Jedna z najpiękniejszych i najlepszych siatkarek świata kończy karierę. - Czuję niedosyt, ale trzeba wiedzieć, kiedy ze sceny zejść. Wszyscy mnie chwalili po tym sezonie, ale myślę, że to jest idealny moment, by powiedzieć stop. Długo czekałam, by podjąć taką decyzję. Musiałam do tego dojrzeć - przyznała Katarzyna Skowrońska-Dolata dziennikarzom „Przeglądu Sportowego”.
„Skowronek” jest jedną z najbardziej utytułowanych polskich siatkarek. Dwukrotnie była mistrzynią Europy, trzy razy wygrywała Ligę Mistrzyń, zdobywała Klubowe Mistrzostwo Świata i wiele innych trofeów.

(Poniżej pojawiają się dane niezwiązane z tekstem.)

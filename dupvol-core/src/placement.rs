//! Spreads uploaded volumes over numbered subfolders so no folder grows too large.

use std::sync::{Mutex, PoisonError};

use crate::config::VolumeOptions;

/// Thread-safe counter that assigns each name to a folder holding at most
/// `files_per_folder` names.
#[derive(Debug)]
pub struct SubfolderPlacement {
    files_per_folder: u64,
    placed: Mutex<u64>,
}

impl SubfolderPlacement {
    /// `files_per_folder` of zero is treated as one.
    pub fn new(files_per_folder: u64) -> Self {
        Self { files_per_folder: files_per_folder.max(1), placed: Mutex::new(0) }
    }

    pub fn from_options(options: &VolumeOptions) -> Self {
        Self::new(options.files_per_folder)
    }

    /// Reserve the next slot and return `"<folder>/<name>"`.
    pub fn place(&self, name: &str) -> String {
        let mut placed = self.placed.lock().unwrap_or_else(PoisonError::into_inner);
        let folder = *placed / self.files_per_folder;
        *placed += 1;
        format!("{folder}/{name}")
    }

    /// Names placed so far.
    pub fn placed(&self) -> u64 {
        *self.placed.lock().unwrap_or_else(PoisonError::into_inner)
    }
}

#[cfg(test)]
mod tests {
    use super::*;
    use std::collections::HashMap;
    use std::sync::Arc;

    #[test]
    fn folders_fill_in_order() {
        let p = SubfolderPlacement::new(2);
        let got: Vec<_> = ["a", "b", "c", "d", "e"].iter().map(|n| p.place(n)).collect();
        assert_eq!(got, ["0/a", "0/b", "1/c", "1/d", "2/e"]);
    }

    #[test]
    fn concurrent_callers_never_overfill_a_folder() {
        let p = Arc::new(SubfolderPlacement::new(10));
        let handles: Vec<_> = (0..8)
            .map(|t| {
                let p = Arc::clone(&p);
                std::thread::spawn(move || {
                    (0..25).map(|i| p.place(&format!("{t}-{i}"))).collect::<Vec<_>>()
                })
            })
            .collect();
        let mut per_folder: HashMap<String, usize> = HashMap::new();
        for h in handles {
            for placed in h.join().unwrap() {
                let folder = placed.split('/').next().unwrap().to_string();
                *per_folder.entry(folder).or_default() += 1;
            }
        }
        assert_eq!(p.placed(), 200);
        assert_eq!(per_folder.len(), 20);
        assert!(per_folder.values().all(|&n| n == 10));
    }
}
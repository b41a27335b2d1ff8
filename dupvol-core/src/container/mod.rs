//! The archive-like capability every volume is stored in.
//!
//! Volumes never touch files or compression directly. They open, create and list
//! named entries through [`VolumeContainer`], which the compression/encryption
//! layer implements. Two implementations ship with the crate: [`MemoryContainer`]
//! and the single-file packed archive ([`PackedWriter`] / [`PackedReader`]).

use std::io::{self, Read, Write};

use chrono::{DateTime, Utc};

pub mod memory;
pub mod packed;

pub use memory::MemoryContainer;
pub use packed::{PackedReader, PackedWriter};

/// How well an entry is expected to compress.
#[derive(Clone, Copy, Debug, PartialEq, Eq)]
pub enum CompressionHint {
    /// Let the container decide.
    Default,
    /// JSON and other text.
    Compressible,
    /// Block data: already hashed, usually already compressed.
    Noncompressible,
}

pub trait VolumeContainer {
    /// Open an entry for reading. Missing entries fail with [`io::ErrorKind::NotFound`].
    fn open_read(&self, name: &str) -> io::Result<Box<dyn Read + '_>>;

    /// Create an entry and return a stream for its content.
    ///
    /// The entry is complete once the returned stream is dropped.
    fn create_file(
        &mut self,
        name: &str,
        hint: CompressionHint,
        modified: DateTime<Utc>,
    ) -> io::Result<Box<dyn Write + '_>>;

    /// Entry names, in the order they were added, optionally restricted to a prefix.
    fn list_files(&self, prefix: Option<&str>) -> io::Result<Vec<String>> {
        Ok(self.list_files_with_size(prefix)?.into_iter().map(|(n, _)| n).collect())
    }

    /// Entry names with their uncompressed sizes.
    fn list_files_with_size(&self, prefix: Option<&str>) -> io::Result<Vec<(String, u64)>>;

    /// Current size of the container in bytes.
    fn size(&self) -> u64;

    /// Whether an entry exists.
    fn file_exists(&self, name: &str) -> io::Result<bool> {
        Ok(self.list_files(Some(name))?.iter().any(|n| n == name))
    }

    /// Flush everything and make the container complete. Called once by volume writers.
    fn finish(&mut self) -> io::Result<()> {
        Ok(())
    }
}

impl<C: VolumeContainer + ?Sized> VolumeContainer for Box<C> {
    fn open_read(&self, name: &str) -> io::Result<Box<dyn Read + '_>> {
        (**self).open_read(name)
    }

    fn create_file(
        &mut self,
        name: &str,
        hint: CompressionHint,
        modified: DateTime<Utc>,
    ) -> io::Result<Box<dyn Write + '_>> {
        (**self).create_file(name, hint, modified)
    }

    fn list_files(&self, prefix: Option<&str>) -> io::Result<Vec<String>> {
        (**self).list_files(prefix)
    }

    fn list_files_with_size(&self, prefix: Option<&str>) -> io::Result<Vec<(String, u64)>> {
        (**self).list_files_with_size(prefix)
    }

    fn size(&self) -> u64 {
        (**self).size()
    }

    fn file_exists(&self, name: &str) -> io::Result<bool> {
        (**self).file_exists(name)
    }

    fn finish(&mut self) -> io::Result<()> {
        (**self).finish()
    }
}

pub(crate) fn matches_prefix(name: &str, prefix: Option<&str>) -> bool {
    prefix.map_or(true, |p| name.starts_with(p))
}
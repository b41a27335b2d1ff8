use std::path::Path;

use serde::{Deserialize, Serialize};
use tracing::debug;

use crate::error::{Result, VolumeError};
use crate::hash::HashAlgorithm;
use crate::manifest::Manifest;

pub const DEFAULT_BLOCKSIZE: u32 = 100 * 1024;
pub const DEFAULT_PREFIX: &str = "duplicati";
pub const DEFAULT_COMPRESSION: &str = "zst";
pub const DEFAULT_FILES_PER_FOLDER: u64 = 2000;

/// Settings as written by a user: everything optional, sizes as strings.
///
/// Loaded from a JSON file or assembled from command line flags, then turned
/// into [`VolumeOptions`] with [`RawOptions::resolve`].
#[derive(Serialize, Deserialize, Clone, Debug, Default, PartialEq, Eq)]
#[serde(rename_all = "kebab-case", deny_unknown_fields)]
pub struct RawOptions {
    pub blocksize: Option<String>,
    pub block_hash_algorithm: Option<String>,
    pub file_hash_algorithm: Option<String>,
    pub compression_module: Option<String>,
    pub encryption_module: Option<String>,
    pub prefix: Option<String>,
    pub dont_read_manifests: Option<bool>,
    pub files_per_folder: Option<u64>,
}

impl RawOptions {
    pub fn from_json_file(path: &Path) -> Result<Self> {
        let data = std::fs::read(path)?;
        serde_json::from_slice(&data)
            .map_err(|e| VolumeError::Config(format!("{}: {e}", path.display())))
    }

    /// Overlay `other` on top of `self`; values set in `other` win.
    pub fn overlay(mut self, other: RawOptions) -> Self {
        macro_rules! take {
            ($($f:ident),*) => { $( if other.$f.is_some() { self.$f = other.$f; } )* };
        }
        take!(
            blocksize,
            block_hash_algorithm,
            file_hash_algorithm,
            compression_module,
            encryption_module,
            prefix,
            dont_read_manifests,
            files_per_folder
        );
        self
    }

    /// Fill values the user did not set from a manifest. Explicit values are kept.
    pub fn merge_manifest(&mut self, manifest: &Manifest) {
        if self.blocksize.is_none() {
            self.blocksize = Some(format!("{}b", manifest.blocksize));
        }
        if self.block_hash_algorithm.is_none() {
            self.block_hash_algorithm = Some(manifest.block_hash.clone());
        }
        if self.file_hash_algorithm.is_none() {
            self.file_hash_algorithm = Some(manifest.file_hash.clone());
        }
        debug!(
            blocksize = ?self.blocksize,
            block_hash = ?self.block_hash_algorithm,
            file_hash = ?self.file_hash_algorithm,
            "options after manifest harvest"
        );
    }

    pub fn resolve(&self) -> Result<VolumeOptions> {
        let blocksize = match &self.blocksize {
            Some(s) => parse_size(s)?,
            None => DEFAULT_BLOCKSIZE as u64,
        };
        let blocksize = u32::try_from(blocksize)
            .ok()
            .filter(|b| *b > 0)
            .ok_or_else(|| VolumeError::Config(format!("blocksize {blocksize} out of range")))?;
        let block_hash = match &self.block_hash_algorithm {
            Some(s) => s.parse()?,
            None => HashAlgorithm::Sha256,
        };
        let file_hash = match &self.file_hash_algorithm {
            Some(s) => s.parse()?,
            None => HashAlgorithm::Sha256,
        };
        let prefix = self.prefix.clone().unwrap_or_else(|| DEFAULT_PREFIX.to_string());
        if prefix.is_empty() || prefix.contains('-') {
            return Err(VolumeError::Config(format!(
                "prefix {prefix:?} must be non-empty and must not contain '-'"
            )));
        }
        let files_per_folder = self.files_per_folder.unwrap_or(DEFAULT_FILES_PER_FOLDER);
        if files_per_folder == 0 {
            return Err(VolumeError::Config("files-per-folder must be at least 1".into()));
        }
        Ok(VolumeOptions {
            blocksize,
            block_hash,
            file_hash,
            compression_module: self
                .compression_module
                .clone()
                .unwrap_or_else(|| DEFAULT_COMPRESSION.to_string()),
            encryption_module: self.encryption_module.clone().filter(|s| !s.is_empty()),
            prefix,
            dont_read_manifests: self.dont_read_manifests.unwrap_or(false),
            files_per_folder,
        })
    }
}

/// Validated settings every volume reader and writer is built with.
#[derive(Clone, Debug, PartialEq, Eq)]
pub struct VolumeOptions {
    pub blocksize: u32,
    pub block_hash: HashAlgorithm,
    pub file_hash: HashAlgorithm,
    pub compression_module: String,
    pub encryption_module: Option<String>,
    pub prefix: String,
    /// Skip manifest verification when opening volumes.
    pub dont_read_manifests: bool,
    pub files_per_folder: u64,
}

impl VolumeOptions {
    pub fn block_hash_size(&self) -> usize {
        self.block_hash.size()
    }
}

impl Default for VolumeOptions {
    fn default() -> Self {
        Self {
            blocksize: DEFAULT_BLOCKSIZE,
            block_hash: HashAlgorithm::Sha256,
            file_hash: HashAlgorithm::Sha256,
            compression_module: DEFAULT_COMPRESSION.to_string(),
            encryption_module: None,
            prefix: DEFAULT_PREFIX.to_string(),
            dont_read_manifests: false,
            files_per_folder: DEFAULT_FILES_PER_FOLDER,
        }
    }
}

/// Parse sizes like `100kb`, `1MB`, `512b` or a bare byte count.
pub fn parse_size(spec: &str) -> Result<u64> {
    let s = spec.trim().to_uppercase();
    let s = s.strip_suffix('B').unwrap_or(&s);
    let (num, mul) = if let Some(n) = s.strip_suffix('K') {
        (n, 1u64 << 10)
    } else if let Some(n) = s.strip_suffix('M') {
        (n, 1 << 20)
    } else if let Some(n) = s.strip_suffix('G') {
        (n, 1 << 30)
    } else {
        (s, 1)
    };
    let v: u64 =
        num.trim().parse().map_err(|_| VolumeError::Config(format!("bad size {spec:?}")))?;
    v.checked_mul(mul).ok_or_else(|| VolumeError::Config(format!("size {spec:?} overflows")))
}
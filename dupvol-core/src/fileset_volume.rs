//! Fileset volumes: the file tree of one backup run.
//!
//! Entries are streamed into `filelist.json` as one JSON array. Each record has
//! the keys in a fixed order: `type`, `path`, then `hash`/`size`/`time` for file
//! streams, then the metadata keys, then either `blockhash`+`blocksize` or
//! `blocklists`. Control files live next to it under `extra/`.

use std::fmt;
use std::io::{Read, Write};

use chrono::{DateTime, Utc};
use serde::{Deserialize, Serialize};
use tempfile::SpooledTempFile;
use tracing::debug;

use crate::config::VolumeOptions;
use crate::container::{CompressionHint, VolumeContainer};
use crate::error::{Result, VolumeError};
use crate::filename::VolumeType;
use crate::json::{JsonReader, Token, TokenKind};
use crate::util;
use crate::volume::{self, WriterBase};

pub const FILELIST: &str = "filelist.json";
pub const FILESET_FILENAME: &str = "fileset";
pub const CONTROL_FILES_FOLDER: &str = "extra/";

#[derive(Clone, Copy, Debug, PartialEq, Eq)]
pub enum FileEntryType {
    File,
    Folder,
    Symlink,
    AlternateStream,
    Unknown,
}

impl FileEntryType {
    pub fn name(self) -> &'static str {
        match self {
            FileEntryType::File => "File",
            FileEntryType::Folder => "Folder",
            FileEntryType::Symlink => "Symlink",
            FileEntryType::AlternateStream => "AlternateStream",
            FileEntryType::Unknown => "Unknown",
        }
    }

    /// Case-insensitive; anything unrecognized is `Unknown`.
    pub fn parse(s: &str) -> Self {
        [Self::File, Self::Folder, Self::Symlink, Self::AlternateStream]
            .into_iter()
            .find(|t| t.name().eq_ignore_ascii_case(s))
            .unwrap_or(Self::Unknown)
    }

    /// File and AlternateStream records carry content.
    pub fn has_content(self) -> bool {
        matches!(self, FileEntryType::File | FileEntryType::AlternateStream)
    }
}

impl fmt::Display for FileEntryType {
    fn fmt(&self, f: &mut fmt::Formatter<'_>) -> fmt::Result {
        f.write_str(self.name())
    }
}

/// Content of a file or alternate stream.
///
/// Non-empty content needs exactly one of `blockhash` (single block) or
/// `blocklist_hashes`.
#[derive(Clone, Debug, PartialEq, Eq)]
pub struct ContentInfo {
    pub hash: String,
    pub size: u64,
    pub time: DateTime<Utc>,
    pub blockhash: Option<String>,
    /// Only stored alongside `blockhash`.
    pub blocksize: u64,
    pub blocklist_hashes: Vec<String>,
}

/// Metadata stream of any entry. Same exactly-one-of rule as [`ContentInfo`].
#[derive(Clone, Debug, PartialEq, Eq)]
pub struct MetadataInfo {
    pub hash: String,
    pub size: u64,
    pub blockhash: Option<String>,
    pub blocklist_hashes: Vec<String>,
}

#[derive(Clone, Debug, PartialEq, Eq)]
pub struct FileEntry {
    pub entry_type: FileEntryType,
    pub path: String,
    /// Set for File and AlternateStream.
    pub content: Option<ContentInfo>,
    pub metadata: Option<MetadataInfo>,
}

/// The `fileset` descriptor entry.
#[derive(Serialize, Deserialize, Clone, Debug, PartialEq, Eq)]
#[serde(rename_all = "PascalCase")]
pub struct FilesetData {
    #[serde(default = "full_backup_default")]
    pub is_full_backup: bool,
}

fn full_backup_default() -> bool {
    true
}

impl Default for FilesetData {
    fn default() -> Self {
        Self { is_full_backup: true }
    }
}

#[derive(Serialize)]
struct FileRecord<'a> {
    #[serde(rename = "type")]
    kind: &'static str,
    path: &'a str,
    #[serde(skip_serializing_if = "Option::is_none")]
    hash: Option<&'a str>,
    #[serde(skip_serializing_if = "Option::is_none")]
    size: Option<u64>,
    #[serde(skip_serializing_if = "Option::is_none")]
    time: Option<String>,
    #[serde(skip_serializing_if = "Option::is_none")]
    metahash: Option<&'a str>,
    #[serde(skip_serializing_if = "Option::is_none")]
    metasize: Option<u64>,
    #[serde(skip_serializing_if = "Option::is_none")]
    metablockhash: Option<&'a str>,
    #[serde(skip_serializing_if = "<[String]>::is_empty")]
    metablocklists: &'a [String],
    #[serde(skip_serializing_if = "Option::is_none")]
    blockhash: Option<&'a str>,
    #[serde(skip_serializing_if = "Option::is_none")]
    blocksize: Option<u64>,
    #[serde(skip_serializing_if = "<[String]>::is_empty")]
    blocklists: &'a [String],
}

fn check_one_of(
    path: &str,
    stream: &'static str,
    size: u64,
    blockhash: Option<&str>,
    blocklists: &[String],
) -> Result<()> {
    match (blockhash.is_some(), blocklists.is_empty()) {
        (true, false) => Err(VolumeError::ConflictingContent { path: path.to_string(), stream }),
        (false, true) if size > 0 => {
            Err(VolumeError::MissingContent { path: path.to_string(), stream, size })
        }
        _ => Ok(()),
    }
}

pub struct FilesetVolumeWriter<C: VolumeContainer> {
    base: WriterBase<C>,
    spool: SpooledTempFile,
    entries: u64,
    fileset: FilesetData,
    /// `]` has been written to the spool.
    array_closed: bool,
    /// `filelist.json` is in the container.
    list_stored: bool,
}

impl<C: VolumeContainer> FilesetVolumeWriter<C> {
    /// Create a fileset volume named after the current time.
    pub fn create(container: C, options: VolumeOptions) -> Result<Self> {
        Self::create_at(container, options, util::now())
    }

    /// Create a fileset volume named after `timestamp`.
    pub fn create_at(
        container: C,
        options: VolumeOptions,
        timestamp: DateTime<Utc>,
    ) -> Result<Self> {
        let base = WriterBase::create(container, options, VolumeType::Files, Some(timestamp))?;
        let mut spool = volume::new_spool();
        spool.write_all(b"[")?;
        Ok(Self {
            base,
            spool,
            entries: 0,
            fileset: FilesetData::default(),
            array_closed: false,
            list_stored: false,
        })
    }

    pub fn filename(&self) -> &str {
        self.base.filename()
    }

    /// Entries added so far. Informational only.
    pub fn entries(&self) -> u64 {
        self.entries
    }

    fn append(&mut self, record: &FileRecord<'_>) -> Result<()> {
        if self.array_closed {
            return Err(VolumeError::WriterClosed);
        }
        if self.entries > 0 {
            self.spool.write_all(b",")?;
        }
        serde_json::to_writer(&mut self.spool, record).map_err(std::io::Error::from)?;
        self.entries += 1;
        Ok(())
    }

    fn add_stream(
        &mut self,
        kind: FileEntryType,
        path: &str,
        content: Option<&ContentInfo>,
        metadata: Option<&MetadataInfo>,
    ) -> Result<()> {
        self.base.ensure_open()?;
        if let Some(c) = content {
            check_one_of(path, "content", c.size, c.blockhash.as_deref(), &c.blocklist_hashes)?;
        }
        if let Some(m) = metadata {
            check_one_of(path, "metadata", m.size, m.blockhash.as_deref(), &m.blocklist_hashes)?;
        }
        let record = FileRecord {
            kind: kind.name(),
            path,
            hash: content.map(|c| c.hash.as_str()),
            size: content.map(|c| c.size),
            time: content.map(|c| util::serialize_datetime(&c.time)),
            metahash: metadata.map(|m| m.hash.as_str()),
            metasize: metadata.map(|m| m.size),
            metablockhash: metadata.and_then(|m| m.blockhash.as_deref()),
            metablocklists: metadata.map(|m| m.blocklist_hashes.as_slice()).unwrap_or_default(),
            blockhash: content.and_then(|c| c.blockhash.as_deref()),
            blocksize: content.and_then(|c| c.blockhash.as_ref().map(|_| c.blocksize)),
            blocklists: content.map(|c| c.blocklist_hashes.as_slice()).unwrap_or_default(),
        };
        self.append(&record)
    }

    pub fn add_file(
        &mut self,
        path: &str,
        content: &ContentInfo,
        metadata: Option<&MetadataInfo>,
    ) -> Result<()> {
        self.add_stream(FileEntryType::File, path, Some(content), metadata)
    }

    pub fn add_alternate_stream(
        &mut self,
        path: &str,
        content: &ContentInfo,
        metadata: Option<&MetadataInfo>,
    ) -> Result<()> {
        self.add_stream(FileEntryType::AlternateStream, path, Some(content), metadata)
    }

    pub fn add_directory(&mut self, path: &str, metadata: Option<&MetadataInfo>) -> Result<()> {
        self.add_stream(FileEntryType::Folder, path, None, metadata)
    }

    pub fn add_symlink(&mut self, path: &str, metadata: Option<&MetadataInfo>) -> Result<()> {
        self.add_stream(FileEntryType::Symlink, path, None, metadata)
    }

    /// Store an opaque blob under `extra/<name>`.
    pub fn add_control_file(
        &mut self,
        name: &str,
        hint: CompressionHint,
        data: &mut dyn Read,
    ) -> Result<u64> {
        self.base.ensure_open()?;
        let entry = format!("{CONTROL_FILES_FOLDER}{name}");
        let mut w = self.base.container.create_file(&entry, hint, util::now())?;
        let n = std::io::copy(data, &mut w)?;
        w.flush()?;
        Ok(n)
    }

    /// Record whether this run was a full backup. Defaults to `true`.
    pub fn set_full_backup(&mut self, full: bool) -> Result<()> {
        self.base.ensure_open()?;
        self.fileset.is_full_backup = full;
        Ok(())
    }

    /// Close the array, store `filelist.json` and the descriptor, and finish the container.
    pub fn close(&mut self) -> Result<()> {
        if self.base.is_closed() {
            return Ok(());
        }
        if !self.list_stored {
            if !self.array_closed {
                self.spool.write_all(b"]")?;
                self.array_closed = true;
            }
            self.base.commit_spool(FILELIST, &mut self.spool, CompressionHint::Compressible)?;
            self.list_stored = true;
        }
        let descriptor = serde_json::to_vec(&self.fileset).map_err(std::io::Error::from)?;
        let mut w = self.base.container.create_file(
            FILESET_FILENAME,
            CompressionHint::Compressible,
            util::now(),
        )?;
        w.write_all(&descriptor)?;
        w.flush()?;
        drop(w);
        debug!(volume = %self.base.filename(), entries = self.entries, "closing fileset volume");
        self.base.finish()
    }

    pub fn into_container(mut self) -> Result<C> {
        self.close()?;
        Ok(self.base.container)
    }
}

pub struct FilesetVolumeReader<C: VolumeContainer> {
    container: C,
    fileset: FilesetData,
}

impl<C: VolumeContainer> FilesetVolumeReader<C> {
    pub fn open(container: C, options: &VolumeOptions) -> Result<Self> {
        let fileset = Self::fileset_data(&container)?;
        volume::check_manifest(&container, options)?;
        Ok(Self { container, fileset })
    }

    /// Read the `fileset` descriptor without opening the volume. Absent means a full backup.
    pub fn fileset_data(container: &C) -> Result<FilesetData> {
        match volume::read_optional(container, FILESET_FILENAME)? {
            Some(data) => serde_json::from_slice(&data).map_err(|e| {
                VolumeError::InvalidFilesetData {
                    expected: "fileset descriptor".to_string(),
                    actual: e.to_string(),
                    context: FILESET_FILENAME.to_string(),
                }
            }),
            None => Ok(FilesetData::default()),
        }
    }

    pub fn is_full_backup(&self) -> bool {
        self.fileset.is_full_backup
    }

    /// Stream the entries of `filelist.json` in the order they were added.
    ///
    /// Each call starts over from the beginning of the entry.
    pub fn files(&self) -> Result<FileEntries<'_>> {
        let mut reader = JsonReader::new(self.container.open_read(FILELIST)?, FILELIST);
        reader.expect(TokenKind::StartArray)?;
        Ok(FileEntries { reader, done: false })
    }

    /// Control files as `(name, stream)`, names without the `extra/` prefix.
    pub fn control_files(&self) -> Result<ControlFiles<'_, C>> {
        Ok(ControlFiles {
            container: &self.container,
            names: self.container.list_files(Some(CONTROL_FILES_FOLDER))?.into_iter(),
        })
    }

    pub fn container(&self) -> &C {
        &self.container
    }
}

pub struct FileEntries<'a> {
    reader: JsonReader<Box<dyn Read + 'a>>,
    done: bool,
}

impl FileEntries<'_> {
    fn next_entry(&mut self) -> Result<Option<FileEntry>> {
        loop {
            match self.reader.read()? {
                Some(Token::EndArray) => return Ok(None),
                Some(Token::StartObject) => {
                    if let Some(entry) = decode_entry(&mut self.reader)? {
                        return Ok(Some(entry));
                    }
                }
                other => {
                    return Err(self.reader.unexpected(TokenKind::StartObject, other.as_ref()));
                }
            }
        }
    }
}

impl Iterator for FileEntries<'_> {
    type Item = Result<FileEntry>;

    fn next(&mut self) -> Option<Self::Item> {
        if self.done {
            return None;
        }
        let next = self.next_entry().transpose();
        if !matches!(next, Some(Ok(_))) {
            self.done = true;
        }
        next
    }
}

fn next_token<R: Read>(r: &mut JsonReader<R>, path: &str) -> Result<Token> {
    r.read()?.ok_or_else(|| r.unexpected(format!("more of entry {path}"), None))
}
use std::io::{self, Read};

use chrono::{DateTime, NaiveDateTime, SubsecRound, Utc};

/// Compact, sortable UTC format used in filenames, manifests and fileset entries.
pub const TIMESTAMP_FORMAT: &str = "%Y%m%dT%H%M%SZ";

pub fn serialize_datetime(t: &DateTime<Utc>) -> String {
    t.format(TIMESTAMP_FORMAT).to_string()
}

pub fn deserialize_datetime(s: &str) -> Option<DateTime<Utc>> {
    NaiveDateTime::parse_from_str(s, TIMESTAMP_FORMAT).ok().map(|n| n.and_utc())
}

/// Current time at the resolution the timestamp format can represent.
pub fn now() -> DateTime<Utc> {
    Utc::now().trunc_subsecs(0)
}

/// Read until `buf` is full or the stream ends, retrying short reads.
///
/// Compressed and network streams often return fewer bytes than asked for,
/// so a single `read` cannot be used to detect the end of an entry.
pub fn force_read(r: &mut dyn Read, buf: &mut [u8]) -> io::Result<usize> {
    let mut filled = 0;
    while filled < buf.len() {
        match r.read(&mut buf[filled..]) {
            Ok(0) => break,
            Ok(n) => filled += n,
            Err(e) if e.kind() == io::ErrorKind::Interrupted => continue,
            Err(e) => return Err(e),
        }
    }
    Ok(filled)
}

#[cfg(test)]
mod tests {
    use super::*;
    use chrono::TimeZone;

    struct Dribble<'a>(&'a [u8]);

    impl Read for Dribble<'_> {
        fn read(&mut self, buf: &mut [u8]) -> io::Result<usize> {
            let n = buf.len().min(self.0.len()).min(3);
            buf[..n].copy_from_slice(&self.0[..n]);
            self.0 = &self.0[n..];
            Ok(n)
        }
    }

    #[test]
    fn force_read_fills_across_short_reads() {
        let data: Vec<u8> = (0..20).collect();
        let mut r = Dribble(&data);
        let mut buf = [0u8; 16];
        assert_eq!(force_read(&mut r, &mut buf).unwrap(), 16);
        assert_eq!(&buf[..], &data[..16]);
        assert_eq!(force_read(&mut r, &mut buf).unwrap(), 4);
        assert_eq!(force_read(&mut r, &mut buf).unwrap(), 0);
    }

    #[test]
    fn timestamp_roundtrip() {
        let t = Utc.with_ymd_and_hms(2024, 2, 29, 23, 5, 9).unwrap();
        let s = serialize_datetime(&t);
        assert_eq!(s, "20240229T230509Z");
        assert_eq!(deserialize_datetime(&s), Some(t));
        assert_eq!(deserialize_datetime("2024-02-29"), None);
    }
}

Moja rodzina cieszy się z tego, że kończę karierę. Choć bliscy mają obawy, że ktoś zadzwoni i wyciągnie mnie do jakiegoś klubu. Tak się jednak nie stanie. Myślałam już o tym w trakcie sezonu w Brazylii. W klubie mówiłam, że nie chcę więcej grać. Menedżer dzwonił wiele razy. W końcu powiedziałam, żeby już nie kusił. Propozycji było sporo, nie tylko z Europy, bo i z Brazylii, i z Azji. Być może jeszcze z chęcią zagrałabym w lidze japońskiej, gdzieś w okolicach Tokio. To fenomenalna perspektywa, ale byłoby to chodzenie po kruchym lodzie. A tego nie chcę. Chcę, by mnie zapamiętano jako dobrą siatkarkę
— przyznała wychowanka Skry Warszawa.
Czym teraz zajmie się Skowrońska-Dolata?
Zachęcali, żebym chociaż została trenerem albo asystentem w Polsce, ale też odmówiłam. Bardzo lubię tańczyć, ale nie widzę siebie w „Tańcu z Gwiazdami”. Czułabym się niezręcznie tańcząc z kimś niższym ode mnie. Nigdy nie byłam celebrytką i nie widzę się w tej roli. Do sesji w „Playboyu” też mnie namawiali, ale nie chcę się rozbierać. Autobiografia? Zrobiło się to teraz bardzo popularne. Nie byłaby łatwa. Należałoby ją ocenzurować i wygumkować sporo nazwisk, żeby pozwy sądowe się nie posypały. Bardziej interesowałaby mnie praca z młodzieżą, która dopiero zaczyna przygodę ze sportem i chłonie wszystko jak gąbka. Na razie zajmuję się sobą. Chciałbym zdać egzaminy na studia, o których zawsze marzyłam. Ale jeśli nie zdążę tego zrobić, bo trzeba mieć pokaźną teczkę z pracami, pójdę najpierw na warsztaty. Mam swoje projekty, którymi się obecnie zajmuję. Jak chociażby fotografia. Uwielbiam robić zdjęcia. Od dawna się tym zajmuję. Podobnie jak rysowaniem i malowaniem. To moja pasja od dziecka. Uwielbiam to robić, kocham być kreatywna. Kilka obrazów już namalowałam, ale oddałam je znajomym. Mam kolejne zamówienia i je realizuję
— zdradza dziennikarzom „Przeglądu Sportowego” Skowrońska-Dolata.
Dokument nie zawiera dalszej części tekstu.